• **What to work on**
Return exactly the listing's lines, from its first line to the line holding "fn get(&self, key: &str)", ends included.

• **Records provided**

☆ ☆ ☆ ☆ ☆ ☆ ☆

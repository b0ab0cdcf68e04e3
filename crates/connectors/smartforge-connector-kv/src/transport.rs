//! Native client boundary for the key/value store.
//!
//! A [`KvBackend`] opens [`KvSession`]s against one logical database, using
//! the address and password from the connector's settings. Sessions speak raw bytes and
//! JSON documents; all typing happens in the connector.

use serde_json::Value;
use smartforge_core::{KvSettings, TransportError};

/// Root of a JSON document in dot-path syntax.
pub const ROOT_PATH: &str = ".";

/// Factory for sessions against a key/value server.
pub trait KvBackend: Send + Sync {
    type Session: KvSession;

    /// Open a session on logical database `database` of the server
    /// addressed by `settings`, authenticating with its password.
    fn open(&self, settings: &KvSettings, database: u8) -> Result<Self::Session, TransportError>;
}

/// An open connection to one logical database.
pub trait KvSession: Send + Sync {
    /// Raw value at `key`, `None` when the key does not exist.
    fn get(&self, key: &str) -> Result<Option<Vec<u8>>, TransportError>;

    fn set(&self, key: &str, value: Vec<u8>) -> Result<(), TransportError>;

    /// Raw values for `keys`, in order, `None` for missing keys.
    fn mget(&self, keys: &[String]) -> Result<Vec<Option<Vec<u8>>>, TransportError>;

    /// Set all pairs in one round trip.
    fn mset(&self, items: Vec<(String, Vec<u8>)>) -> Result<(), TransportError>;

    /// Store `value` at dot-path `path` of the document at `key`.
    fn json_set(&self, key: &str, path: &str, value: &Value) -> Result<(), TransportError>;

    /// Document fragment at `path`, `None` when the key or path is missing.
    fn json_get(&self, key: &str, path: &str) -> Result<Option<Value>, TransportError>;

    /// Key names matching a glob `pattern`.
    fn keys(&self, pattern: &str) -> Result<Vec<String>, TransportError>;

    fn close(&self) -> Result<(), TransportError>;
}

☆ ☆ ☆ ☆ ☆ ☆ ☆

• **Answer space**
repository b0ab0cdcf68e04e3
filename crates/connectors/smartforge-connector-kv/src/transport.rs
//! Native client boundary for the key/value store.
//!
//! A [`KvBackend`] opens [`KvSession`]s against one logical database, using
//! the address and password from the connector's settings. Sessions speak raw bytes and
//! JSON documents; all typing happens in the connector.

use serde_json::Value;
use smartforge_core::{KvSettings, TransportError};

/// Root of a JSON document in dot-path syntax.
pub const ROOT_PATH: &str = ".";

/// Factory for sessions against a key/value server.
pub trait KvBackend: Send + Sync {
    type Session: KvSession;

    /// Open a session on logical database `database` of the server
    /// addressed by `settings`, authenticating with its password.
    fn open(&self, settings: &KvSettings, database: u8) -> Result<Self::Session, TransportError>;
}

/// An open connection to one logical database.
pub trait KvSession: Send + Sync {
    /// Raw value at `key`, `None` when the key does not exist.
    fn get(&self, key: &str) -> Result<Option<Vec<u8>>, TransportError>;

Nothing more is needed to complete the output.